In my trading, I keep my countertrend trades to less than 10% of my total trades. In other words, I am trading with the trend 90% of the time. There are several reasons for this, the most obvious is that trading with the trend is consistently profitable. Conversely, trying to initiate countertrend trades generally results in disastrous and unprofitable results. Yet I consistently see traders attempting to buck the trend when they see what appears to be an excellent countertrend trade set up. Generally speaking, these trades start toward the countertrend trade side, and then resume back in the direction of the trend. It takes real discipline to ignore nice countertrend trade setups because they are enticing, they are also poison.
Scientific analysis from a number of sources reveal that future prices have a strong random component accompanied by a small trending component. The ramifications for this statement suggests that any trade not in the direction of the trend stands a less than average chance of success. The lesson is a simple one; when prices are trending upwards you should buy; and when prices are trending downwards you should go short. This explanation seems simplistic but the tremendous number of traders who violate the simple precept is staggering. It would seem intrinsically obvious to the casual observer that trading in the direction of the trend simply make sense.
I don’t have a scientific reason why people violate trading with the trend, only my own subjective observations. Most traders use some form of methodology involving oscillators and rate of change indicators and very often during a trend these indicators will indicate a buy/sell signal against the trend. Since most traders trust their indicators, they tend to take the indicated trade even though it is against the trend. Bad mistake. Oscillators and rate of change indicators do not differentiate trending and non-trending markets. They simply take into account specific price action and display the results. So often you’ll see a oscillator indicated trade against the trend, and you have to learn to ignore this buy/sell indicator. In reality, it is no simple task and takes a high degree of self-discipline.

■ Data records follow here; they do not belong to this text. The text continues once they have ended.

//! Post-processing that makes generated answers read more naturally.
//!
//! Three steps, in order:
//! 1. answers admitting missing information are swapped for a courteous apology
//! 2. literal replacements soften the wording, applied in sequence
//! 3. with some probability a courteous opening phrase is prepended

use docchat_core::{AppError, AppResult};
use rand::seq::SliceRandom;
use rand::Rng;
use serde::{Deserialize, Serialize};
use std::path::Path;

/// A literal substitution applied to every occurrence in the answer.
#[derive(Debug, Clone, PartialEq, Eq, Serialize, Deserialize)]
pub struct Replacement {
    pub from: String,
    pub to: String,
}

impl Replacement {
    fn new(from: &str, to: &str) -> Self {
        Self {
            from: from.to_string(),
            to: to.to_string(),
        }
    }
}

/// Phrase lists and probabilities driving [`HumanizerPolicy::humanize`].
#[derive(Debug, Clone, Serialize, Deserialize)]
#[serde(default)]
pub struct HumanizerPolicy {
    /// Case-sensitive substrings marking an answer as "no information"
    #[serde(rename = "noAnswerMarkers")]
    pub no_answer_markers: Vec<String>,

    /// Replies substituted for no-answer responses
    pub apologies: Vec<String>,

    /// Ordered literal replacements
    pub replacements: Vec<Replacement>,

    /// Courteous opening clauses
    #[serde(rename = "openingPhrases")]
    pub opening_phrases: Vec<String>,

    /// Chance of prepending an opening phrase
    #[serde(rename = "openingProbability")]
    pub opening_probability: f64,
}

impl Default for HumanizerPolicy {
    fn default() -> Self {
        Self {
            no_answer_markers: [
                "tidak memiliki informasi",
                "tidak ditemukan",
                "tidak mengerti",
                "tidak paham",
            ]
            .iter()
            .map(|s| s.to_string())
            .collect(),
            apologies: [
                "Mohon maaf, saat ini saya belum memiliki informasi terkait hal tersebut.",
                "Maaf, saya belum menemukan jawaban yang sesuai. Silakan hubungi pihak terkait untuk informasi lebih lanjut.",
                "Mohon maaf, pengetahuan saya mengenai hal ini masih terbatas.",
                "Maaf, saya tidak mengerti pertanyaan Anda. Bisakah Anda menjelaskannya lebih detail?",
            ]
            .iter()
            .map(|s| s.to_string())
            .collect(),
            replacements: vec![
                Replacement::new("berdasarkan", "berdasarkan informasi yang tersedia"),
                Replacement::new("tersebut", "yang dimaksud"),
                Replacement::new("adalah", "merupakan"),
                Replacement::new("apabila", "jika"),
                Replacement::new("oleh karena itu", "oleh sebab itu"),
            ],
            opening_phrases: [
                "Berdasarkan informasi yang tersedia,",
                "Izinkan saya menjelaskan,",
                "Berikut penjelasan yang dapat saya sampaikan,",
                "Merujuk pada data yang ada,",
                "Berikut informasi yang dapat saya berikan,",
            ]
            .iter()
            .map(|s| s.to_string())
            .collect(),
            opening_probability: 0.5,
        }
    }
}

impl HumanizerPolicy {
    /// Load a policy from YAML; omitted fields keep their defaults.
    pub fn load(path: &Path) -> AppResult<Self> {
        let contents = std::fs::read_to_string(path).map_err(|e| {
            AppError::Config(format!("Failed to read humanizer policy {:?}: {}", path, e))
        })?;
        let policy: Self = serde_yaml::from_str(&contents).map_err(|e| {
            AppError::Config(format!("Failed to parse humanizer policy {:?}: {}", path, e))
        })?;
        policy.validate()?;
        tracing::info!("Loaded humanizer policy from {:?}", path);
        Ok(policy)
    }

    pub fn with_opening_probability(mut self, probability: f64) -> Self {
        self.opening_probability = probability;
        self
    }

    pub fn validate(&self) -> AppResult<()> {
        if !(0.0..=1.0).contains(&self.opening_probability) {
            return Err(AppError::Config(format!(
                "openingProbability must be within [0, 1], got {}",
                self.opening_probability
            )));
        }
        if !self.no_answer_markers.is_empty() && self.apologies.is_empty() {
            return Err(AppError::Config(
                "Humanizer policy with no-answer markers needs at least one apology".to_string(),
            ));
        }
        if self.replacements.iter().any(|r| r.from.is_empty()) {
            return Err(AppError::Config(
                "Humanizer replacements must not have an empty 'from'".to_string(),
            ));
        }
        Ok(())
    }

    /// Whether the answer admits the documents did not contain the information.
    pub fn is_no_answer(&self, raw: &str) -> bool {
        self.no_answer_markers
            .iter()
            .any(|marker| raw.contains(marker.as_str()))
    }

    /// Humanize a raw model answer.
    pub fn humanize<R: Rng + ?Sized>(&self, raw: &str, rng: &mut R) -> String {
        if self.is_no_answer(raw) {
            if let Some(apology) = self.apologies.choose(rng) {
                return apology.clone();
            }
        }

        let mut answer = raw.to_string();
        for replacement in &self.replacements {
            answer = answer.replace(&replacement.from, &replacement.to);
        }

        if answer.is_empty() || self.opening_phrases.is_empty() {
            return answer;
        }

        if rng.gen_bool(self.clamped_probability()) && !self.starts_with_opening(&answer) {
            if let Some(phrase) = self.opening_phrases.choose(rng) {
                return format!("{} {}", phrase, lowercase_first(&answer));
            }
        }

        answer
    }

    /// Opening probability limited to [0, 1]; NaN counts as 0.
    fn clamped_probability(&self) -> f64 {
        if self.opening_probability.is_nan() {
            0.0
        } else {
            self.opening_probability.clamp(0.0, 1.0)
        }
    }

    fn starts_with_opening(&self, answer: &str) -> bool {
        let normalized = answer.trim().to_lowercase();
        self.opening_phrases
            .iter()
            .any(|phrase| normalized.starts_with(&phrase.to_lowercase()))
    }
}

fn lowercase_first(text: &str) -> String {
    let mut chars = text.chars();
    match chars.next() {
        Some(first) => first.to_lowercase().chain(chars).collect(),
        None => String::new(),
    }
}
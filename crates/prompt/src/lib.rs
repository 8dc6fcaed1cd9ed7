//! Prompt system for docchat.
//!
//! This crate provides:
//! - YAML-based prompt definitions with a built-in Indonesian default
//! - Handlebars template rendering of history, reference chunks and question

pub mod builder;
pub mod loader;
pub mod types;

// Re-export main types
pub use builder::{format_context, PromptAssembler};
pub use loader::{load_or_default, load_prompt, validate_prompt};
pub use types::{PromptBehavior, PromptDefinition};
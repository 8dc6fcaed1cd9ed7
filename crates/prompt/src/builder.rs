//! Prompt assembly: render the answer template with history, context and question.

use crate::loader::validate_prompt;
use crate::types::PromptDefinition;
use docchat_core::{AppError, AppResult};
use handlebars::Handlebars;
use serde::Serialize;

const ANSWER_TEMPLATE: &str = "answer";
const CONDENSE_TEMPLATE: &str = "condense";

/// Template variables.
#[derive(Debug, Serialize)]
#[serde(rename_all = "camelCase")]
struct PromptVariables<'a> {
    chat_history: &'a str,
    context: &'a str,
    question: &'a str,
}

/// Renders prompts from a validated [`PromptDefinition`].
///
/// Templates are compiled once; rendering is pure and deterministic.
#[derive(Debug)]
pub struct PromptAssembler {
    definition: PromptDefinition,
    registry: Handlebars<'static>,
}

impl PromptAssembler {
    pub fn new(definition: PromptDefinition) -> AppResult<Self> {
        validate_prompt(&definition)?;

        let mut registry = Handlebars::new();
        // Disable HTML escaping for plain text
        registry.register_escape_fn(handlebars::no_escape);
        registry.set_strict_mode(true);

        registry
            .register_template_string(ANSWER_TEMPLATE, &definition.template)
            .map_err(|e| AppError::Prompt(format!("Failed to register template: {}", e)))?;
        registry
            .register_template_string(CONDENSE_TEMPLATE, &definition.condense_template)
            .map_err(|e| {
                AppError::Prompt(format!("Failed to register condense template: {}", e))
            })?;

        tracing::debug!("Prompt assembler ready: {}", definition.id);
        Ok(Self {
            definition,
            registry,
        })
    }

    pub fn definition(&self) -> &PromptDefinition {
        &self.definition
    }

    /// System instruction for the generation provider.
    pub fn persona(&self) -> &str {
        &self.definition.persona
    }

    /// Render the answer prompt.
    ///
    /// `chunks` are labelled in rank order as numbered reference documents.
    pub fn assemble(&self, transcript: &str, chunks: &[String], question: &str) -> AppResult<String> {
        let context = format_context(chunks);
        self.render(
            ANSWER_TEMPLATE,
            &PromptVariables {
                chat_history: transcript,
                context: &context,
                question,
            },
        )
    }

    /// Render the prompt that rewrites a follow-up into a standalone question.
    pub fn condense(&self, transcript: &str, question: &str) -> AppResult<String> {
        self.render(
            CONDENSE_TEMPLATE,
            &PromptVariables {
                chat_history: transcript,
                context: "",
                question,
            },
        )
    }

    fn render(&self, name: &str, variables: &PromptVariables<'_>) -> AppResult<String> {
        self.registry
            .render(name, variables)
            .map_err(|e| AppError::Prompt(format!("Failed to render template: {}", e)))
    }
}

/// Join retrieved chunks into labelled reference material.
pub fn format_context(chunks: &[String]) -> String {
    chunks
        .iter()
        .enumerate()
        .map(|(i, text)| format!("[Dokumen {}]\n{}", i + 1, text.trim()))
        .collect::<Vec<_>>()
        .join("\n\n")
}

Other traders pride themselves on identifying market peaks and market troughs. If you think about it, this trading is predictive in nature. As I have stated in many articles, the randomness component in futures trading makes any futures market predictions a low probability proposition. I preach trading in a reactive faction, which means identifying trends and taking trades in the direction of the trend. It only makes sense. In my opinion, the only truly successful futures traders always trade in the direction of the trend. But back to our predictive traders, there is certainly no shortage of vendors hawking the latest predictive mechanism which will enable traders to spot market peaks and troughs. Usually these products fall to the wayside in short order. Here is the problem; certain techniques work under finite market conditions, but the market is a creature of many moods and predictive techniques are unable to adjust to the many market conditions that occur. Quite simply, there is no predicting what the market will do and anyone who claims they have figured out, in a predictive sense, where the market is headed is simply wrong. It’s never been done, and scientific evidence suggests it cannot be done.
The results speak for themselves, and trend following is one of the few valid methods for real profits in the futures market. Once a trend is identified, a trader can use his oscillators or other indicators to find a valid entry point and generally do very well. One nice and profitable result of trend following is the ability to let your profits run. If the market is headed in one direction, stay with the trade. There will be periodic retracements in any trend, and they are to be expected. But don’t be fooled by these retracements, as a trending market will resume its original trend after a short retracement period. In my opinion, traders who are enticed into trading the retracements are convinced the trend has changed, only to find out exactly the opposite. Trading retracements is dicey business, and I avoid it.